When it opens at Parque Diversiones, the “new” Boomerang coaster will stand tall amongst the parks three already existing coasters. The largest of its new brothers is the brightly painted Vekoma Whirlwind coaster called Bocaraca, once the Whirlwind coaster that operated at Knoebels Amusement Park. It will also be standing alongside Montana Ghibli, a small family coaster built by a Costa Rican firm, and Teletren, a small Zamperla Family Gravity Coaster (model 80STD). Expect the new Boomerang coaster to open by the end of 2012.
The historic Schwarzkopf shuttle coaster Greezed Lightnin' is on its way to a new home. Amusement Today is reporting that the coaster will be crossing state lines for the first time in its history as it makes the move to Cliff's Amusement Park in New Mexico. The ride is currently sitting in storage in Lubbock, Texas.

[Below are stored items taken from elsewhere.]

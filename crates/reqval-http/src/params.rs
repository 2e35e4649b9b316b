//! Ordered parameter maps for query strings and urlencoded form bodies.

use crate::ValueSource;
use indexmap::IndexMap;
use reqval_core::RawValues;
use std::borrow::Cow;

/// An ordered key to many-strings map.
///
/// `ParamMap` is the one adapter shape shared by query strings and
/// `application/x-www-form-urlencoded` bodies: both are percent-encoded
/// key/value pair lists where a key may repeat. Keys keep first-seen
/// order; values keep encounter order within a key.
///
/// # Example
///
/// ```rust
/// use reqval_http::{ParamMap, ValueSource};
///
/// let query = ParamMap::parse_query("?ids=1,2&ids=3&name=Hello%20World");
///
/// assert_eq!(query.get_vec::<i32>("ids"), vec![1, 2, 3]);
/// assert_eq!(query.get_string("name"), Some("Hello World"));
/// ```
#[derive(Debug, Clone, PartialEq, Eq, Default)]
pub struct ParamMap {
    inner: IndexMap<String, Vec<String>>,
}

impl ParamMap {
    /// Creates an empty map.
    #[must_use]
    pub fn new() -> Self {
        Self::default()
    }

    /// Parses a URL query string. A leading `?` is tolerated.
    ///
    /// Percent-encoding is decoded and `+` becomes a space. A key without
    /// `=` contributes an empty-string value, which scalar accessors
    /// treat as absent.
    #[must_use]
    pub fn parse_query(query: &str) -> Self {
        let query = query.strip_prefix('?').unwrap_or(query);
        let map = Self::from_pairs(url::form_urlencoded::parse(query.as_bytes()));
        tracing::trace!(keys = map.len(), "parsed query string");
        map
    }

    /// Parses an `application/x-www-form-urlencoded` body.
    #[must_use]
    pub fn parse_form(body: &[u8]) -> Self {
        let map = Self::from_pairs(url::form_urlencoded::parse(body));
        tracing::trace!(keys = map.len(), "parsed form body");
        map
    }

    fn from_pairs<'p>(pairs: impl Iterator<Item = (Cow<'p, str>, Cow<'p, str>)>) -> Self {
        let mut map = Self::new();
        for (key, value) in pairs {
            map.append(key.into_owned(), value.into_owned());
        }
        map
    }

    /// Appends an occurrence of `key` with the given value.
    pub fn append(&mut self, key: impl Into<String>, value: impl Into<String>) {
        self.inner.entry(key.into()).or_default().push(value.into());
    }

    /// Returns `true` if `key` is present.
    #[must_use]
    pub fn contains_key(&self, key: &str) -> bool {
        self.inner.contains_key(key)
    }

    /// Returns all occurrences of `key`, or `None` if absent.
    #[must_use]
    pub fn get_all(&self, key: &str) -> Option<&[String]> {
        self.inner.get(key).map(Vec::as_slice)
    }

    /// Returns the keys in first-seen order.
    pub fn keys(&self) -> impl Iterator<Item = &str> {
        self.inner.keys().map(String::as_str)
    }

    /// Returns the number of distinct keys.
    #[must_use]
    pub fn len(&self) -> usize {
        self.inner.len()
    }

    /// Returns `true` if the map holds no keys.
    #[must_use]
    pub fn is_empty(&self) -> bool {
        self.inner.is_empty()
    }
}

impl ValueSource for ParamMap {
    fn raw(&self, key: &str) -> RawValues<'_> {
        self.inner
            .get(key)
            .map(|values| values.iter().map(|value| Some(value.as_str())).collect())
            .unwrap_or_default()
    }
}

impl<K: Into<String>, V: Into<String>> FromIterator<(K, V)> for ParamMap {
    fn from_iter<I: IntoIterator<Item = (K, V)>>(iter: I) -> Self {
        let mut map = Self::new();
        for (key, value) in iter {
            map.append(key, value);
        }
        map
    }
}

#[cfg(test)]
mod tests {
    use super::*;
    use uuid::Uuid;

    #[test]
    fn test_parse_query_basic() {
        let query = ParamMap::parse_query("limit=10&offset=20");

        assert_eq!(query.get_value::<i32>("limit"), 10);
        assert_eq!(query.get_value::<i32>("offset"), 20);
        assert_eq!(query.len(), 2);
    }

    #[test]
    fn test_parse_query_leading_question_mark() {
        let query = ParamMap::parse_query("?limit=10");
        assert_eq!(query.get_value::<i32>("limit"), 10);
    }

    #[test]
    fn test_parse_query_percent_decoding() {
        let query = ParamMap::parse_query("name=Hello%20World&q=rust%2Blang&s=a+b");

        assert_eq!(query.get_string("name"), Some("Hello World"));
        assert_eq!(query.get_string("q"), Some("rust+lang"));
        assert_eq!(query.get_string("s"), Some("a b"));
    }

    #[test]
    fn test_empty_value_is_absent_for_scalars() {
        let fallback: Uuid = "c77e1e78-4d79-4a3a-8776-54f6a6fd9587".parse().unwrap();
        let expected: Uuid = "7ce565ca-3dfe-4bc8-9166-4c4a5d1a9cbb".parse().unwrap();

        let query = ParamMap::parse_query("a=&b=nope&c=7ce565ca-3dfe-4bc8-9166-4c4a5d1a9cbb");

        assert_eq!(query.get_value::<Uuid>("a"), Uuid::nil());
        assert_eq!(query.get_or::<Uuid>("a", fallback), fallback);

        assert_eq!(query.get_value::<Uuid>("b"), Uuid::nil());
        assert_eq!(query.get_or::<Uuid>("b", fallback), fallback);

        assert_eq!(query.get_value::<Uuid>("c"), expected);
        assert_eq!(query.get_or::<Uuid>("c", fallback), expected);
    }

    #[test]
    fn test_get_opt_mirrors_or_null() {
        let query = ParamMap::parse_query("a=&b=nope&c=42");

        assert_eq!(query.get_opt::<i32>("a"), None);
        assert_eq!(query.get_opt::<i32>("b"), None);
        assert_eq!(query.get_opt::<i32>("c"), Some(42));
    }

    #[test]
    fn test_repeated_keys_flatten_in_order() {
        let query = ParamMap::parse_query("ids=3,1&ids=2&ids=nope");

        assert_eq!(query.get_vec::<i32>("ids"), vec![3, 1, 2]);
        assert_eq!(query.get_array::<i32>("ids").as_ref(), &[3, 1, 2]);
    }

    #[test]
    fn test_array_and_vec_agree() {
        let query = ParamMap::parse_query("ids=1,2&ids=nope&ids=3");

        let array = query.get_array::<i64>("ids");
        let vec = query.get_vec::<i64>("ids");
        assert_eq!(array.as_ref(), vec.as_slice());
    }

    #[test]
    fn test_parse_form_body() {
        let form = ParamMap::parse_form(b"name=Alice&age=30&tags=a,b&tags=c");

        assert_eq!(form.get_string("name"), Some("Alice"));
        assert_eq!(form.get_value::<u32>("age"), 30);
        assert_eq!(
            form.get_vec::<String>("tags"),
            vec!["a".to_string(), "b".to_string(), "c".to_string()]
        );
    }

    #[test]
    fn test_key_without_equals() {
        let query = ParamMap::parse_query("flag&x=1");

        assert!(query.contains_key("flag"));
        assert_eq!(query.get_string("flag"), None);
        assert_eq!(query.get_opt::<bool>("flag"), None);
    }

    #[test]
    fn test_keys_keep_first_seen_order() {
        let query = ParamMap::parse_query("b=1&a=2&b=3");

        let keys: Vec<&str> = query.keys().collect();
        assert_eq!(keys, vec!["b", "a"]);
        assert_eq!(query.get_all("b"), Some(&["1".to_string(), "3".to_string()][..]));
    }

    #[test]
    fn test_from_iterator() {
        let map: ParamMap = [("a", "1"), ("a", "2"), ("b", "x")].into_iter().collect();

        assert_eq!(map.get_vec::<i32>("a"), vec![1, 2]);
        assert_eq!(map.get_string("b"), Some("x"));
    }
}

Greezed Lightnin' has had an interesting past. The coaster was originally built in 1978 at the former Six Flags AstroWorld. It operated here for 27 years until the park closed its doors in 2005. After AstroWorld's closure the coaster was bought by Joyland Park in Lubbock, Texas. However, Greezed Lightnin' never opened at Joyland Park and instead sat in storage for years.Amusement Today stated that there was a high water table underneath the park that made re-constructing the ride too expensive. Since Joyland Park was unable to re-open Greezed Lightnin' they put the ride up on the market for sale.
While Joyland Park was having problems with their coaster Cliffs Amusment Park in Albuquerque, New Mexico realized that they had an SCS waterplay unit that couldn't meet the demand their park had. The two parks realized that they could benefit by trading rides, so a handshake deal was done and the parks traded rides without any monetary exchange.

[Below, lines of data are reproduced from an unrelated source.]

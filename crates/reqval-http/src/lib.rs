//! # Reqval HTTP
//!
//! Adapters that expose HTTP request surfaces as typed multi-value
//! sources, plus a JSON response envelope with a stable field layout.
//!
//! ## Value sources
//!
//! The [`ValueSource`] trait is the keyed accessor surface: one `raw`
//! method per adapter, and a provided family of typed accessors on top
//! of it so the fallback/drop policy is stated once.
//!
//! | Adapter | Source |
//! |---------|--------|
//! | [`http::HeaderMap`] | HTTP headers (all occurrences, in order) |
//! | [`ParamMap`] | Query strings and urlencoded form bodies |
//!
//! ## Example
//!
//! ```rust
//! use reqval_http::{ParamMap, ValueSource};
//!
//! let query = ParamMap::parse_query("limit=10&ids=1,2&ids=3");
//!
//! assert_eq!(query.get_value::<i32>("limit"), 10);
//! assert_eq!(query.get_or::<i32>("offset", 20), 20);
//! assert_eq!(query.get_vec::<i32>("ids"), vec![1, 2, 3]);
//! ```
//!
//! ## Response envelope
//!
//! [`Envelope`] standardizes API response bodies as
//! `{ "meta": .., "pagination": .., "data": .. }` with `pagination` and
//! `data` omitted entirely when absent:
//!
//! ```rust
//! use reqval_http::Envelope;
//!
//! let body = Envelope::ok("Hello there!").with_offset_pagination(1, 2, 3);
//! let response = body.into_response();
//!
//! assert_eq!(response.status(), http::StatusCode::OK);
//! ```

#![doc(html_root_url = "https://docs.rs/reqval-http/0.1.0")]
#![warn(missing_docs)]
#![forbid(unsafe_code)]

mod envelope;
mod params;
pub mod request;
mod source;

pub use envelope::{Envelope, Meta, OffsetPagination, Pagination};
pub use params::ParamMap;
pub use source::ValueSource;

// Re-export the core parsing surface so adapter users need one import.
pub use reqval_core::{parse_token, FromToken, RawValues, ValueError, DEFAULT_SEPARATORS};
//! The capability every sensor evaluator provides

use std::sync::Arc;

use crate::types::{EvalError, EvalResult, ReferenceEnvironment, Verdict};
use crate::LINE_PARTS;

/// Grades one sensor from its raw reading lines.
///
/// Implementations receive the trimmed lines of one sensor block and must
/// reject an empty slice on their own.
pub trait SensorEvaluator: Send + Sync {
    /// Evaluate a sensor against the reference environment
    fn evaluate(&self, reference: &ReferenceEnvironment, readings: &[String]) -> EvalResult<Verdict>;
}

/// Shared evaluators can be injected while the caller keeps a handle
impl<T: SensorEvaluator + ?Sized> SensorEvaluator for Arc<T> {
    fn evaluate(&self, reference: &ReferenceEnvironment, readings: &[String]) -> EvalResult<Verdict> {
        (**self).evaluate(reference, readings)
    }
}

/// Split a reading into its value token.
/// The first token is a timestamp in any format and is never inspected.
pub(crate) fn reading_value(line: &str) -> EvalResult<&str> {
    let parts: Vec<&str> = line.split_whitespace().collect();
    if parts.len() != LINE_PARTS {
        return Err(EvalError::MalformedReading { line: line.to_string() });
    }
    Ok(parts[1])
}

/// Fail fast on an empty block
pub(crate) fn ensure_readings(readings: &[String], sensor: &'static str) -> EvalResult<()> {
    if readings.is_empty() {
        return Err(EvalError::EmptyReadings { sensor });
    }
    Ok(())
}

Greezed Lightnin' will be joining Cliff's Amusement Park's other two coasters Galaxi and New Mexico Rattler, a CCI wooden coaster. It will also push the park's coaster count up to three, pushing the park past Western Playland in coaster count and making it the New Mexico park with the most coasters.
According to Amusement Today no date has been officially released for the debut of Greezed Lightnin' at Cliff's Amusement Park.

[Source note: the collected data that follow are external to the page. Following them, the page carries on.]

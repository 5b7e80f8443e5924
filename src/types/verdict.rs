//! Verdicts assigned to evaluated sensors

use serde::{Deserialize, Serialize};

/// Categorical outcome of evaluating one sensor
#[derive(Debug, Clone, Copy, PartialEq, Eq, Hash, Serialize, Deserialize)]
pub enum Verdict {
    /// Thermometer: mean on target, tight spread
    #[serde(rename = "ultra precise")]
    UltraPrecise,
    /// Thermometer: mean on target, moderate spread
    #[serde(rename = "very precise")]
    VeryPrecise,
    /// Thermometer: everything else
    #[serde(rename = "precise")]
    Precise,
    /// Humidity / CO: every reading within tolerance
    #[serde(rename = "keep")]
    Keep,
    /// Humidity / CO: at least one reading out of tolerance
    #[serde(rename = "discard")]
    Discard,
}

impl Verdict {
    /// Canonical string written to reports
    pub fn as_str(&self) -> &'static str {
        match self {
            Self::UltraPrecise => "ultra precise",
            Self::VeryPrecise => "very precise",
            Self::Precise => "precise",
            Self::Keep => "keep",
            Self::Discard => "discard",
        }
    }

    /// Can the sensor's readings be relied on?
    pub fn is_trusted(&self) -> bool {
        !matches!(self, Self::Discard)
    }

    /// Get ANSI color code for terminal display
    pub fn color_code(&self) -> &'static str {
        match self {
            Self::UltraPrecise => "\x1b[32m", // Green
            Self::VeryPrecise => "\x1b[36m",  // Cyan
            Self::Precise => "\x1b[33m",      // Yellow
            Self::Keep => "\x1b[32m",         // Green
            Self::Discard => "\x1b[31m",      // Red
        }
    }

    /// Reset ANSI color
    pub fn color_reset() -> &'static str {
        "\x1b[0m"
    }
}

impl std::fmt::Display for Verdict {
    fn fmt(&self, f: &mut std::fmt::Formatter<'_>) -> std::fmt::Result {
        f.write_str(self.as_str())
    }
}
//! Report envelope for CLI and machine output

use chrono::{DateTime, Utc};
use serde::{Deserialize, Serialize};

use crate::types::{ReferenceEnvironment, SensorResults, Verdict};

/// One evaluated log, with the context it was evaluated against
#[derive(Debug, Clone, Serialize, Deserialize)]
pub struct EvaluationReport {
    /// When the evaluation finished
    pub timestamp: DateTime<Utc>,
    /// Crate version that produced the report
    pub version: String,
    /// Reference environment from the first log line
    pub reference: ReferenceEnvironment,
    /// Verdict per sensor
    pub sensors: SensorResults,
}

impl EvaluationReport {
    /// Create new report
    pub fn new(reference: ReferenceEnvironment, sensors: SensorResults) -> Self {
        Self {
            timestamp: Utc::now(),
            version: crate::VERSION.to_string(),
            reference,
            sensors,
        }
    }

    /// Format for terminal display (with colors)
    pub fn to_terminal_string(&self) -> String {
        let reset = Verdict::color_reset();
        self.sensors
            .iter()
            .map(|(name, verdict)| format!("{}{}: {}{}", verdict.color_code(), name, verdict, reset))
            .collect::<Vec<_>>()
            .join("\n")
    }

    /// Format for parseable output (no colors)
    pub fn to_parseable_string(&self) -> String {
        self.sensors
            .iter()
            .map(|(name, verdict)| format!("{}: {}", name, verdict))
            .collect::<Vec<_>>()
            .join("\n")
    }

    /// One-line tally of the evaluation
    pub fn summary(&self) -> String {
        format!(
            "{} sensors evaluated | {} trusted | {} discarded",
            self.sensors.len(),
            self.sensors.trusted_count(),
            self.sensors.len() - self.sensors.trusted_count()
        )
    }
}

#[cfg(test)]
mod tests {
    use super::*;

    fn sample() -> EvaluationReport {
        let sensors = vec![("temp-1", Verdict::Precise), ("hum-2", Verdict::Discard)]
            .into_iter()
            .collect();
        EvaluationReport::new(ReferenceEnvironment::new(70.0, 45.0, 6), sensors)
    }

    #[test]
    fn test_parseable_string_lists_every_sensor() {
        assert_eq!(sample().to_parseable_string(), "hum-2: discard\ntemp-1: precise");
    }

    #[test]
    fn test_terminal_string_is_colored() {
        let out = sample().to_terminal_string();
        assert!(out.contains("\x1b[31mhum-2: discard\x1b[0m"));
    }

    #[test]
    fn test_summary_counts() {
        assert_eq!(sample().summary(), "2 sensors evaluated | 1 trusted | 1 discarded");
    }

    #[test]
    fn test_json_envelope_fields() {
        let json: serde_json::Value = serde_json::to_value(sample()).unwrap();
        assert_eq!(json["version"], crate::VERSION);
        assert_eq!(json["reference"]["co_concentration"], 6);
        assert_eq!(json["sensors"]["temp-1"], "precise");
        assert!(json["timestamp"].is_string());
    }
}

After over 4 decades, Cedar Point has done something they have yet to do in that span of time. WildCat, the park's small steel coaster produced by Schwarzkopf, will be dismantled prior to the start of the 2012 season.
The park announces this as they prepare that area of the park for the Luminosity show as well as Celebration Plaza. The park says that they will expand the new additions of the area to the WildCat site. The ride itself has seen its share of problems over the past few years, most recent being a brake failure which caused a collision in the station. The ride has also been prone to cars rolling backwards down the lift, dragging the chain with it.
WildCat is a Schwarzkopf Wildcat model set at 65 m, one of the size models among that design. It was 50 ft tall with a top speed of 40 mph. Along the course were sudden drops, tight turns, two helices, and forces close to a wild mouse style coaster. The ride opened in 1979, a year after Gemini opened, which was the tallest coaster in the world at the time. The ride served its life mostly as a beginner coaster for those getting their nerves used to how roller coasters work. Along with smaller coasters like Blue Streak, Iron Dragon, and Cedar Creek Mine Ride, WildCat helped supplement the larger rides.